Exercise details:
Report each line from the listing that the string "over" appears in.

◇ ◇ ◇

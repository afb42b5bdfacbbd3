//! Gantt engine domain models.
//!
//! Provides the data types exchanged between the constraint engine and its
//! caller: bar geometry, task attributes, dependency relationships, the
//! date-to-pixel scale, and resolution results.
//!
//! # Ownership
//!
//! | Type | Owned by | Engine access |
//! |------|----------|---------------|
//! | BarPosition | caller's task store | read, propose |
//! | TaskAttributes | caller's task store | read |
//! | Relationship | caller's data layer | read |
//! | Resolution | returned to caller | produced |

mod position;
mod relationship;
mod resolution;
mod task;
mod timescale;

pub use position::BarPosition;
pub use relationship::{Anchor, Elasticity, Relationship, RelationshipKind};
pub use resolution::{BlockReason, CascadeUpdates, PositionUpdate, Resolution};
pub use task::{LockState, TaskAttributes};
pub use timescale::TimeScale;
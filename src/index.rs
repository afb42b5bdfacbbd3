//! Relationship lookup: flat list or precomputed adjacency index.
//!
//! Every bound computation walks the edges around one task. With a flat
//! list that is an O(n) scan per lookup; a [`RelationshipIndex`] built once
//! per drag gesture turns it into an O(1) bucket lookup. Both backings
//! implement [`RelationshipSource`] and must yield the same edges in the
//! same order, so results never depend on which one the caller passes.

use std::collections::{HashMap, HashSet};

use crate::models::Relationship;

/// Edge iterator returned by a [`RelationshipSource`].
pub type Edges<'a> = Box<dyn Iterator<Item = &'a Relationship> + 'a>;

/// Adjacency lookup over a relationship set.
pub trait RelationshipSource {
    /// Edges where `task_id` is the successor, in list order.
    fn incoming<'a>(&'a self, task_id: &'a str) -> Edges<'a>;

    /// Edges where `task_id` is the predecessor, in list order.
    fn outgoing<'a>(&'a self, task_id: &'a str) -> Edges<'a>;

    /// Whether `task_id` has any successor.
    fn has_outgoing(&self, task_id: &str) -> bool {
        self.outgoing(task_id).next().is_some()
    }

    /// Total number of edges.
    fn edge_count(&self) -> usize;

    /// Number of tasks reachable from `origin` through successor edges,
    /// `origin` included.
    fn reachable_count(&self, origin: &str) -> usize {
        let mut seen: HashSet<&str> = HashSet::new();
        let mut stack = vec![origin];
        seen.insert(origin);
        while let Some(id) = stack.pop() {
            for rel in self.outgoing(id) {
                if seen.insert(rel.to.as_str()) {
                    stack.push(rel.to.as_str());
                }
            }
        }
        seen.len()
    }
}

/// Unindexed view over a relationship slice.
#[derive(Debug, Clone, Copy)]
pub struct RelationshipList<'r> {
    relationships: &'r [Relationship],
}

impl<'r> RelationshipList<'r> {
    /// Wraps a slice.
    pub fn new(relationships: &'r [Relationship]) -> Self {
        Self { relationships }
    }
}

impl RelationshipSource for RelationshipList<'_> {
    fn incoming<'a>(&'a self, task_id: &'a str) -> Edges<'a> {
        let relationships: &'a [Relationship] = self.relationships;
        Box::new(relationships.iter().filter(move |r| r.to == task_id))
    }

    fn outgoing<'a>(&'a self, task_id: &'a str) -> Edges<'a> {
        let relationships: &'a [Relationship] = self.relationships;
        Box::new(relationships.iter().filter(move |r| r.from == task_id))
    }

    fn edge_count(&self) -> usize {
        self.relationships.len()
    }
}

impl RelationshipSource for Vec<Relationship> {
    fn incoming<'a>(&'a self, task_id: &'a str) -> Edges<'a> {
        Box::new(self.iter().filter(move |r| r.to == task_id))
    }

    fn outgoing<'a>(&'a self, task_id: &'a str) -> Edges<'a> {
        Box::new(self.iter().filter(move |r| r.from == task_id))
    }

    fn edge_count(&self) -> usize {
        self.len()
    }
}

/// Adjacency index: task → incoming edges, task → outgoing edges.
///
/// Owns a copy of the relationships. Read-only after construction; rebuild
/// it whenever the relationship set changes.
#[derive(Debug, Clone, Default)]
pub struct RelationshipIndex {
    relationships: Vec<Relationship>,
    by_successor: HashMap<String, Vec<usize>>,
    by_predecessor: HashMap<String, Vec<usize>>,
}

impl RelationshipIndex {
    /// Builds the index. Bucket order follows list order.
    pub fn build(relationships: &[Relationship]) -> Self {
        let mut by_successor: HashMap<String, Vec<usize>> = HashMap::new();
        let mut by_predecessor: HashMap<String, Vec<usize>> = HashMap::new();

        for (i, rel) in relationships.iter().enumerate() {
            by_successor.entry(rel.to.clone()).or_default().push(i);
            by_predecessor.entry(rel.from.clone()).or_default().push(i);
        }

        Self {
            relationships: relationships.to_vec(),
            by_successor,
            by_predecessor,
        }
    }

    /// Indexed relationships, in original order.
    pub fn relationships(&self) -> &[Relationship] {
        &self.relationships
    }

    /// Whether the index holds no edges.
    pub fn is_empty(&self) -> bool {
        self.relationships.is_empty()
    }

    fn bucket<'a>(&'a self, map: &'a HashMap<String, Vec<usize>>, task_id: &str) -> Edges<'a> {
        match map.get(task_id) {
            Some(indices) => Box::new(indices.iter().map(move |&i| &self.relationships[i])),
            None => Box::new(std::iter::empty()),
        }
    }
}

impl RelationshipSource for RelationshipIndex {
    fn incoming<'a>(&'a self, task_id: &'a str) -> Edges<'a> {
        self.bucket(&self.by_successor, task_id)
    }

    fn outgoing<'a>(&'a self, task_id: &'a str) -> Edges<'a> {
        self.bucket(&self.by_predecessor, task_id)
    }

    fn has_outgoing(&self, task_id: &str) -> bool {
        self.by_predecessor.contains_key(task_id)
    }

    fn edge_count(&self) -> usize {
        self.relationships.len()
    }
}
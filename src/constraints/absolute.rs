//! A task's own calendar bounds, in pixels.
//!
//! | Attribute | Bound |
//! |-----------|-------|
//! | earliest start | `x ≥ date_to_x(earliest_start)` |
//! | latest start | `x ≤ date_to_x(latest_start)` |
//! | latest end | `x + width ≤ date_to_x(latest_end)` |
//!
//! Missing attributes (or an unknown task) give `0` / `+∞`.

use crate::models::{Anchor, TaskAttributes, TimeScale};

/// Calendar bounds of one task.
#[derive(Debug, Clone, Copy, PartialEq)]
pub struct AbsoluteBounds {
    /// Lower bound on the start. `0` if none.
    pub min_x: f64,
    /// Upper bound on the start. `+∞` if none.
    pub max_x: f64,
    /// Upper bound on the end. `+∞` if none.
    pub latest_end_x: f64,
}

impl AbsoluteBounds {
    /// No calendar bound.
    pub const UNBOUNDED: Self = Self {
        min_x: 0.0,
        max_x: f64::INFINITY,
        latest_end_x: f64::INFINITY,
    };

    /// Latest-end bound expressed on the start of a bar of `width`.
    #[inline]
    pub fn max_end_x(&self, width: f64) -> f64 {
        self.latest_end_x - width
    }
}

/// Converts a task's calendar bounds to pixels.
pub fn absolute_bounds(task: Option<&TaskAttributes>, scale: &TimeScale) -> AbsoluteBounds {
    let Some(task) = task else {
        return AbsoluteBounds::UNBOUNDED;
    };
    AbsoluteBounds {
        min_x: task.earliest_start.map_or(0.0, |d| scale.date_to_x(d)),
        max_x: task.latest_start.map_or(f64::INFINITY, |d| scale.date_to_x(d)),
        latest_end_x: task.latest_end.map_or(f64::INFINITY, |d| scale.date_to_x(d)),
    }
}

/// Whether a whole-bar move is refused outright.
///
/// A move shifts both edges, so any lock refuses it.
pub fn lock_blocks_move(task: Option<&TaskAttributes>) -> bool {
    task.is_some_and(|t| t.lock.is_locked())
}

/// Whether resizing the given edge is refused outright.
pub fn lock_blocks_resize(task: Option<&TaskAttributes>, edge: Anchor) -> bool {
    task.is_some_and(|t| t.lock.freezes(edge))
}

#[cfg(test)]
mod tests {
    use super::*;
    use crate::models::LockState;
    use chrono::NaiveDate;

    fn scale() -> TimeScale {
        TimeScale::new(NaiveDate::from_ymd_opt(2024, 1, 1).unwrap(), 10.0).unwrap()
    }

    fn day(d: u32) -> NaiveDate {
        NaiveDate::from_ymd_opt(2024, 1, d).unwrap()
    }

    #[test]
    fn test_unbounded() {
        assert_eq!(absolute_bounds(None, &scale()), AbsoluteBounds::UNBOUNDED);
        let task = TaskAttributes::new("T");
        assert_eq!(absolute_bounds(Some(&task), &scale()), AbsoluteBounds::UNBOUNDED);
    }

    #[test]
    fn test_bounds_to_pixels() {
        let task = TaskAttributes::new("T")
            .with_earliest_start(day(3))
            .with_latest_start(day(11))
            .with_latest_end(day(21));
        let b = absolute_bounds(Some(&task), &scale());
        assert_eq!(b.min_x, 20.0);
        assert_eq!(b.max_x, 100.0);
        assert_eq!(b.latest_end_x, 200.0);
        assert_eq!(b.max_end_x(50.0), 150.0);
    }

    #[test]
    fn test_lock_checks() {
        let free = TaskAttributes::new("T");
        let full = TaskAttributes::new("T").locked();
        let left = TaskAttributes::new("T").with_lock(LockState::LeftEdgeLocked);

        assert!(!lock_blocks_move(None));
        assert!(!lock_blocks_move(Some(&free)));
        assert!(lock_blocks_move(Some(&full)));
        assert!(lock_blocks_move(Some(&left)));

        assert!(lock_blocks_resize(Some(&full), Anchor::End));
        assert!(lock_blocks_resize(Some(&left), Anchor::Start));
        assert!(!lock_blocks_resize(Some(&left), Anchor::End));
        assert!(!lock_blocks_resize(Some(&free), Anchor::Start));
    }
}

◇ ◇ ◇

Exercise result:
/// Adjacency lookup over a relationship set.
/// Unindexed view over a relationship slice.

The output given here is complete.